(Collected data)

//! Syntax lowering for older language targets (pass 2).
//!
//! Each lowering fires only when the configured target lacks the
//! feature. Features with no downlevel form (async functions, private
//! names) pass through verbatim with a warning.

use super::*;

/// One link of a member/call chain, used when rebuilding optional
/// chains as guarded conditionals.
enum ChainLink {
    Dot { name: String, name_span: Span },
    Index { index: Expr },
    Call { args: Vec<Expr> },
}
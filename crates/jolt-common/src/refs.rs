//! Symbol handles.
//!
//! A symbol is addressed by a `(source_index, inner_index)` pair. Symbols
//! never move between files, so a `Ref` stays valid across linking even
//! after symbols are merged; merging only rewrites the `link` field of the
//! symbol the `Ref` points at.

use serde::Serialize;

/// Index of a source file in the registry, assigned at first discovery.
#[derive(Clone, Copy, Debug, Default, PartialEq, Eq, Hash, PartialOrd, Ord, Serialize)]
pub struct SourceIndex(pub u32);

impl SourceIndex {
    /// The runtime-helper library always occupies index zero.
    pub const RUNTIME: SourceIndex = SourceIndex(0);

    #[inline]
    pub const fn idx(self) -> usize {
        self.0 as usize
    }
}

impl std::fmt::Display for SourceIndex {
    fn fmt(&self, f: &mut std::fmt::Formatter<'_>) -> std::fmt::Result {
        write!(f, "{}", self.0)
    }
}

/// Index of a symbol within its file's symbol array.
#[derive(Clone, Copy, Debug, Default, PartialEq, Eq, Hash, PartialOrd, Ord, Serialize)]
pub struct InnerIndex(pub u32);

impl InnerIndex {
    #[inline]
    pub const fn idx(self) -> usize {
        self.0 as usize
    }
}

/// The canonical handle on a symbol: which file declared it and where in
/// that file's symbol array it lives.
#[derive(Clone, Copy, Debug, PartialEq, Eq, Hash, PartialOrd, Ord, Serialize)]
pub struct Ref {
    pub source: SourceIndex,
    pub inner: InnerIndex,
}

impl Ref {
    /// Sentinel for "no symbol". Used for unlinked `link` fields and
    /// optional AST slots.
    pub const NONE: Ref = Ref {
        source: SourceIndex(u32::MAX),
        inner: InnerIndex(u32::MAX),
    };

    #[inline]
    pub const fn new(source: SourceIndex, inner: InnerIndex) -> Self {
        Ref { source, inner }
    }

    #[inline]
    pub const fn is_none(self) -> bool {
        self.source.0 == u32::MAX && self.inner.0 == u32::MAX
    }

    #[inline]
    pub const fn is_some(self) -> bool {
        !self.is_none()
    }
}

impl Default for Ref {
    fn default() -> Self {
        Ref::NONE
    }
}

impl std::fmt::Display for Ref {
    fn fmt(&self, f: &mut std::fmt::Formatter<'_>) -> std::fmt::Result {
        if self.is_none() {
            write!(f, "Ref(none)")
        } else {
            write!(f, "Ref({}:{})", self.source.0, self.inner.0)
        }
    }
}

---

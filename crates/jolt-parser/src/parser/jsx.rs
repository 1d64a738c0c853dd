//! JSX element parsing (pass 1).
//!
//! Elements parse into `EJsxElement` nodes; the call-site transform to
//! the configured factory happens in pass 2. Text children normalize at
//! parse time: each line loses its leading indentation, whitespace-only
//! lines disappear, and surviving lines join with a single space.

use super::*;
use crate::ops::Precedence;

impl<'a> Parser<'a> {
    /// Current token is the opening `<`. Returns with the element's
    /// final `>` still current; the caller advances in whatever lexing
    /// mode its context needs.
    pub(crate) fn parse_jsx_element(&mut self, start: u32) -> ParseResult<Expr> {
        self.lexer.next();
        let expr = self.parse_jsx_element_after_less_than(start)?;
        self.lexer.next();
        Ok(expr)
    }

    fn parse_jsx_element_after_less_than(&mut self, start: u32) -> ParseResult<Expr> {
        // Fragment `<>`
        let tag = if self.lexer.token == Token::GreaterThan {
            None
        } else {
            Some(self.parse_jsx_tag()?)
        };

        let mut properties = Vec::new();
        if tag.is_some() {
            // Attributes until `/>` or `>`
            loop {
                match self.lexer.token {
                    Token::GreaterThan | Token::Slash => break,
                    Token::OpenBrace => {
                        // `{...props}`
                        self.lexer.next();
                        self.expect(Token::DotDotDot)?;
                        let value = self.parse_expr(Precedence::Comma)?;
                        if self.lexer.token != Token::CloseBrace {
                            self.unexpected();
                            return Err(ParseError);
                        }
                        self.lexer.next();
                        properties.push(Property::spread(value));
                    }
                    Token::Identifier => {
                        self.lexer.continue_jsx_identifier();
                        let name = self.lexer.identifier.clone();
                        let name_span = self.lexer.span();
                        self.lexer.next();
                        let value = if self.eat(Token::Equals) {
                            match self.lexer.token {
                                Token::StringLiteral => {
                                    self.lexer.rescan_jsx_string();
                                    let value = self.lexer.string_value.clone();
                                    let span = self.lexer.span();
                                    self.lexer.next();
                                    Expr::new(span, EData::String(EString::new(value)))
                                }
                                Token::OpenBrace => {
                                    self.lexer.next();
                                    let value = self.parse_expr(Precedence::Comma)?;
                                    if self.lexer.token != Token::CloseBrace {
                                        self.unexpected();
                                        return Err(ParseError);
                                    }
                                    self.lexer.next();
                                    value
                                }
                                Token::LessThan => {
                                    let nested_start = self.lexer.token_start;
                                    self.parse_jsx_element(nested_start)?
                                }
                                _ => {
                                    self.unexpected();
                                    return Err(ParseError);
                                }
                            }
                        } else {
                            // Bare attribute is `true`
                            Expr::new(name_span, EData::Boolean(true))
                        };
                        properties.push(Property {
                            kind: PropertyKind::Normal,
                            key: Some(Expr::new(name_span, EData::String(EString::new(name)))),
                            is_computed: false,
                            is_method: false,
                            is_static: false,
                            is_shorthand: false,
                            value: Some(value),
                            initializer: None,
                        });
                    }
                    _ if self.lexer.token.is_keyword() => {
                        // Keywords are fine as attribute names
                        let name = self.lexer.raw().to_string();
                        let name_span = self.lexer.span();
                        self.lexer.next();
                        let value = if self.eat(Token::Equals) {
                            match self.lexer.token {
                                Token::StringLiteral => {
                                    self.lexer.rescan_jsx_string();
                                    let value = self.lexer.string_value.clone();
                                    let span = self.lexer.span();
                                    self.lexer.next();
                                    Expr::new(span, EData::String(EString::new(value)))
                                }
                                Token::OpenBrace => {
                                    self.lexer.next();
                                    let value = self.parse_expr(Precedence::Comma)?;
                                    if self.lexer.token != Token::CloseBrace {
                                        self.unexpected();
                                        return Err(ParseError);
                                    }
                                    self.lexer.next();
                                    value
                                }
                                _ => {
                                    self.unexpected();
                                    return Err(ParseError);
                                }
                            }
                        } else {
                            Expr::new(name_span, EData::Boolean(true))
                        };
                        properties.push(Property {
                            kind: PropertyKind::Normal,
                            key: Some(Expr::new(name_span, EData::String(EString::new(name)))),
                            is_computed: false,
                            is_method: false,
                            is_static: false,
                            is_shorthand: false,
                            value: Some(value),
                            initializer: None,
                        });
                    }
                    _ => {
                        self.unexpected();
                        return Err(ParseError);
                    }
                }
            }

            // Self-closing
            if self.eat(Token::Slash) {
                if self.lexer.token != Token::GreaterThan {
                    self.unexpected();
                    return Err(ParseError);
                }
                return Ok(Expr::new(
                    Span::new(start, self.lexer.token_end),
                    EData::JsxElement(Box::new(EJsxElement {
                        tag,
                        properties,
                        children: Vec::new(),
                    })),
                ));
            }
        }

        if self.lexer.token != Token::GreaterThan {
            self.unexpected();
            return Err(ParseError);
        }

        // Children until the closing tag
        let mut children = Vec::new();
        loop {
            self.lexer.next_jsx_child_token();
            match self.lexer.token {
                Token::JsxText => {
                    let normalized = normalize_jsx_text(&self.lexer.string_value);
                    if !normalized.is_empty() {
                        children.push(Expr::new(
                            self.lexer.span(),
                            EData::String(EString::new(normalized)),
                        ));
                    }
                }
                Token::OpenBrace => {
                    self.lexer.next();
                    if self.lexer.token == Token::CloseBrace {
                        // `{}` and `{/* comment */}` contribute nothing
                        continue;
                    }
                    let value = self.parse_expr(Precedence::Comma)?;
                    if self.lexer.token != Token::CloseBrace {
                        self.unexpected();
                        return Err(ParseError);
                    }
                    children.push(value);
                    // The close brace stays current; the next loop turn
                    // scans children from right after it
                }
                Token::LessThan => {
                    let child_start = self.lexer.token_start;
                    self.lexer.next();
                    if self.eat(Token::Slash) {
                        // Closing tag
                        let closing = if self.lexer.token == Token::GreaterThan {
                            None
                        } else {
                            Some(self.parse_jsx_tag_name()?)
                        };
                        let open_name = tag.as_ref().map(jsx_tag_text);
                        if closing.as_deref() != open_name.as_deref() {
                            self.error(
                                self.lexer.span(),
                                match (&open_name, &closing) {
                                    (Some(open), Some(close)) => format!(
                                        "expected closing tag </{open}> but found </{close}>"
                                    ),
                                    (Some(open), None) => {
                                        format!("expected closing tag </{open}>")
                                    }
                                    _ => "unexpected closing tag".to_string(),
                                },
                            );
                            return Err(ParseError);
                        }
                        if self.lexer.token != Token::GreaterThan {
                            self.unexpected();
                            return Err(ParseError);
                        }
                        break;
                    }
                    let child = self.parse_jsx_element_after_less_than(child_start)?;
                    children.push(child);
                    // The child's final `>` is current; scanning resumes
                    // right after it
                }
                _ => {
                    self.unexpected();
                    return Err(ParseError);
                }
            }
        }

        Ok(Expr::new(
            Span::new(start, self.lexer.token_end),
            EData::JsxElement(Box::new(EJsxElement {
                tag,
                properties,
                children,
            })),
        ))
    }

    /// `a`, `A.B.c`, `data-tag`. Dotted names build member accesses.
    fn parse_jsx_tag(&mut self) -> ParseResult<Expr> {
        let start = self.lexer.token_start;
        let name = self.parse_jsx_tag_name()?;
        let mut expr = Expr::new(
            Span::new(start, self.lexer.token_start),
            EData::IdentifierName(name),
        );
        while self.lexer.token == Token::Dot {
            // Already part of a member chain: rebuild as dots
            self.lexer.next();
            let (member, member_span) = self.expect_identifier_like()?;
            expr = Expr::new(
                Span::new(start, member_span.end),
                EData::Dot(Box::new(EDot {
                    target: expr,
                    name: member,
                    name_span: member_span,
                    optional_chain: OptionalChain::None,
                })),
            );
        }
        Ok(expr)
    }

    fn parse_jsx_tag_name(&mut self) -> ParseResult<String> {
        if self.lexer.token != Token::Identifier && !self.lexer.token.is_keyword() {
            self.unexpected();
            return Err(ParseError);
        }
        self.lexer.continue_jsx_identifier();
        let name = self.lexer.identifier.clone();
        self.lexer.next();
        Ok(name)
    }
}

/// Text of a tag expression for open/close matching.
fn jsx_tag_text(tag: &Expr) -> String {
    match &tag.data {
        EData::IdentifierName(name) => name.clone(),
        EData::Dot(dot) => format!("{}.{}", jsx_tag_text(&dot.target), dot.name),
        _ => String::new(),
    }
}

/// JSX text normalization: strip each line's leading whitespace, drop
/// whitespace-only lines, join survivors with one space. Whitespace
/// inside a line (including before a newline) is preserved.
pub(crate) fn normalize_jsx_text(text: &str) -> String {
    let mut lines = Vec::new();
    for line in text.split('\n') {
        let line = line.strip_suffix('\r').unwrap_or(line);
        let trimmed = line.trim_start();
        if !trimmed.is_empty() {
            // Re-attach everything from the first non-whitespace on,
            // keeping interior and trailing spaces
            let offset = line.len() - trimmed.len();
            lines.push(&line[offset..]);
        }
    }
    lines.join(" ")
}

---

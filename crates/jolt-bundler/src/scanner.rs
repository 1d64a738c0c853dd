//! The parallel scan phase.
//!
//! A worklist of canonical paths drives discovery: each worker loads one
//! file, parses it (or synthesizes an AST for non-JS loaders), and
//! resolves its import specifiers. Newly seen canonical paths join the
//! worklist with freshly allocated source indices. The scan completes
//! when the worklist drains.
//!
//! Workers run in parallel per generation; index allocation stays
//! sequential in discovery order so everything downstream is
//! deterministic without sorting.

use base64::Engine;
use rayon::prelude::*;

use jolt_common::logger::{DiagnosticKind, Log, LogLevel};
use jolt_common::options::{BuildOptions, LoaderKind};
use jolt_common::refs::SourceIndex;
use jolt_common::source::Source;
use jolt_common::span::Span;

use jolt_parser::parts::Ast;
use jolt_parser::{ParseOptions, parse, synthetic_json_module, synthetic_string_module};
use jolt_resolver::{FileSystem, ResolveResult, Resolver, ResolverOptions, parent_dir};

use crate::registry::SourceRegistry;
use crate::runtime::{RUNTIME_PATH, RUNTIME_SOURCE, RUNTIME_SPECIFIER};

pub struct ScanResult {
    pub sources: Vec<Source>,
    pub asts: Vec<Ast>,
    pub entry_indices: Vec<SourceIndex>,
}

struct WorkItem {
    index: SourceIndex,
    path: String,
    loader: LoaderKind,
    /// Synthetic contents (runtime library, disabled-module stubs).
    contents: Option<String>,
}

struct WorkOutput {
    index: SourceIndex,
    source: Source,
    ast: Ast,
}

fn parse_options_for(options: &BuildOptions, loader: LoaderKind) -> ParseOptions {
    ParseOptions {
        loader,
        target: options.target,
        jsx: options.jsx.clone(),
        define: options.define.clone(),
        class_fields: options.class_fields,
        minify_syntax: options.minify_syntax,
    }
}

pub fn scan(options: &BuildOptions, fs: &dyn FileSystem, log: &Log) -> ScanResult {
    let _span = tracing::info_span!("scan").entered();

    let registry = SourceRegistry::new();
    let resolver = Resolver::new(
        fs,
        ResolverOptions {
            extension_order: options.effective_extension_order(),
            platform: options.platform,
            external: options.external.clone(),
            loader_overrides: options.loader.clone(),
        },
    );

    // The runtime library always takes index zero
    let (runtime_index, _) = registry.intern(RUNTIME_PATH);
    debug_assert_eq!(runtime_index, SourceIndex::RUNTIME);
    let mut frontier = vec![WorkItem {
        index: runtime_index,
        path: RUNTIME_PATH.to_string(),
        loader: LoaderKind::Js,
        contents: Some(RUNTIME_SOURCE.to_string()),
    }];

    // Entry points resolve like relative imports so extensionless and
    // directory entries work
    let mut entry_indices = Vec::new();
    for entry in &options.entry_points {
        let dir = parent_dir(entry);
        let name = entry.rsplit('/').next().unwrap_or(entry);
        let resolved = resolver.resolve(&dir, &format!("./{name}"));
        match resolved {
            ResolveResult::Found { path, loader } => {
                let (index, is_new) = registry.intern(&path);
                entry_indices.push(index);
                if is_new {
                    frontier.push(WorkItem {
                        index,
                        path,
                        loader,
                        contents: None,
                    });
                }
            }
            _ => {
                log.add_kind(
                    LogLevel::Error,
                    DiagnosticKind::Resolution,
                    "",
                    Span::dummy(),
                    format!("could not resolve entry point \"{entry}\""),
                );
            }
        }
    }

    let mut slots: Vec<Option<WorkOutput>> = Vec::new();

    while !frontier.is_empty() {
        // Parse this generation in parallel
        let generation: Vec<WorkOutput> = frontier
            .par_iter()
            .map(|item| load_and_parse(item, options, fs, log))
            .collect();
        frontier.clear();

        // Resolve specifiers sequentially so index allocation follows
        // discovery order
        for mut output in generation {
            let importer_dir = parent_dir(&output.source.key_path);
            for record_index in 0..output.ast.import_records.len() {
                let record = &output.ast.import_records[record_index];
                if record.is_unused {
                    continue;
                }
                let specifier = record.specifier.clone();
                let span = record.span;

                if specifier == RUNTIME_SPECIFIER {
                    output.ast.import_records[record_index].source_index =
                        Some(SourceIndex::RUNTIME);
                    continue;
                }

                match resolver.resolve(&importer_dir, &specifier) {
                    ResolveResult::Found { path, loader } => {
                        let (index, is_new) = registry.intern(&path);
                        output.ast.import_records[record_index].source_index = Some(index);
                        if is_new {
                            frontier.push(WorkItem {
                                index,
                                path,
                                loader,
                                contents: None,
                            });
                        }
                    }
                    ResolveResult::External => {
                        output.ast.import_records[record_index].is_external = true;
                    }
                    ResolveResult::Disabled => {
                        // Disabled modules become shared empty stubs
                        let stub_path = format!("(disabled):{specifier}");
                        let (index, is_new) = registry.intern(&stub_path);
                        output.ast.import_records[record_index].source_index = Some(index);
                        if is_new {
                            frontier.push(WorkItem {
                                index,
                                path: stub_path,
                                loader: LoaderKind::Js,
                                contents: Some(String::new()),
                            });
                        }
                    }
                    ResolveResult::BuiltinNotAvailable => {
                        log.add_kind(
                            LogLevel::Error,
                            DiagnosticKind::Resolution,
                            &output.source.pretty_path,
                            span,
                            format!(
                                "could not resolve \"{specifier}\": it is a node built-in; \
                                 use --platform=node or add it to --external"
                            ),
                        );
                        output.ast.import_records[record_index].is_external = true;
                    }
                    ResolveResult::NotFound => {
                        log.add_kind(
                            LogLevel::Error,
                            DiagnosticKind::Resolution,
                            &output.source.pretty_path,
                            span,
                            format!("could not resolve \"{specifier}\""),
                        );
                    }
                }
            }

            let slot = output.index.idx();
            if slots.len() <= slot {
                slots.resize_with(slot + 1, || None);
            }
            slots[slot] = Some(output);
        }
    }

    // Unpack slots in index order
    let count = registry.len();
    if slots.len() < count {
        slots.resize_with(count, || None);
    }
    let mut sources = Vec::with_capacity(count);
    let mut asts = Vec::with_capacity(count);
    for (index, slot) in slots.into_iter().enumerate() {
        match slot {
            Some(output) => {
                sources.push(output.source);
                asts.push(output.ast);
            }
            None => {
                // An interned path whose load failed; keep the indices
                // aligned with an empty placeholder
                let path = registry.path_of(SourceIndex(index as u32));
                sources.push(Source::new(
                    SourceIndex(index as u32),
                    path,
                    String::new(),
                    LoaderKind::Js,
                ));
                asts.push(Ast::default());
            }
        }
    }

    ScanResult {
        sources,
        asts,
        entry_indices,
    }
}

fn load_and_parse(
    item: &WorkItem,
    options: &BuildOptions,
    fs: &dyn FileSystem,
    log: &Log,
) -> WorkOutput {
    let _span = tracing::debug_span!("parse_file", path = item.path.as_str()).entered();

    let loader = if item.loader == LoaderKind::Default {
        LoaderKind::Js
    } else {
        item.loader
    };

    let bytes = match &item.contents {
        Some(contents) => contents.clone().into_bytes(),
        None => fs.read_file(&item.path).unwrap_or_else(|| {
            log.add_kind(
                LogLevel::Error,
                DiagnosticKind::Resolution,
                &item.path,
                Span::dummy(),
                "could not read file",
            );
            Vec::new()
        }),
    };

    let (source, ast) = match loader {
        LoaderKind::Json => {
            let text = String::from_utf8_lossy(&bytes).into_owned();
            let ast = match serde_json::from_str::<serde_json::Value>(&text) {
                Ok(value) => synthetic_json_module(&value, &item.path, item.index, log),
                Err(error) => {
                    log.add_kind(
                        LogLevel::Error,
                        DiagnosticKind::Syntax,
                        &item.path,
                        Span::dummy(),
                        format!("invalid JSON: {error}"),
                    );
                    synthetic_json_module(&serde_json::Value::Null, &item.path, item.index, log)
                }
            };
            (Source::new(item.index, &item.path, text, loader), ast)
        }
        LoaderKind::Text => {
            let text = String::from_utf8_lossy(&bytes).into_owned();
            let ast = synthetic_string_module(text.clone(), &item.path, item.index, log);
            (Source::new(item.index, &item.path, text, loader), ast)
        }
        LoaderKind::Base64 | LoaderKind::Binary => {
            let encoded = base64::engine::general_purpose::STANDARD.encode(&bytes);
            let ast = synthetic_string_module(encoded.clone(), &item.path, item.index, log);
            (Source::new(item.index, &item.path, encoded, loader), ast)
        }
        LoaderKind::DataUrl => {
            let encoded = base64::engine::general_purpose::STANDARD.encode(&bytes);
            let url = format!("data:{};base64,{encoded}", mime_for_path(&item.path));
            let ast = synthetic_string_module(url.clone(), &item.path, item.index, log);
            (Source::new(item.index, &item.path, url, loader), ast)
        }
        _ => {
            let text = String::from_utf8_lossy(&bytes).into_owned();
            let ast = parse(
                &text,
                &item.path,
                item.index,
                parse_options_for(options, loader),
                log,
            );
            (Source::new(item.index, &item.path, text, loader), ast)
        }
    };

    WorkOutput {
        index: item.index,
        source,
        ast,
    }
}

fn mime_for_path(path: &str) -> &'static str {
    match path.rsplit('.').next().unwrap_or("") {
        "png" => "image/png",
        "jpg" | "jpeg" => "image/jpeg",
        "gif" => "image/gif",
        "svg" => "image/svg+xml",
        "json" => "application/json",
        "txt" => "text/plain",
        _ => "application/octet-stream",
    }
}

▶ PROBLEM DESCRIPTION: Report each line in the data that holds the word "asts".

▶ ANSWER SECTION:
    pub asts: Vec<Ast>,
    let mut asts = Vec::with_capacity(count);
                asts.push(output.ast);
                asts.push(Ast::default());
        asts,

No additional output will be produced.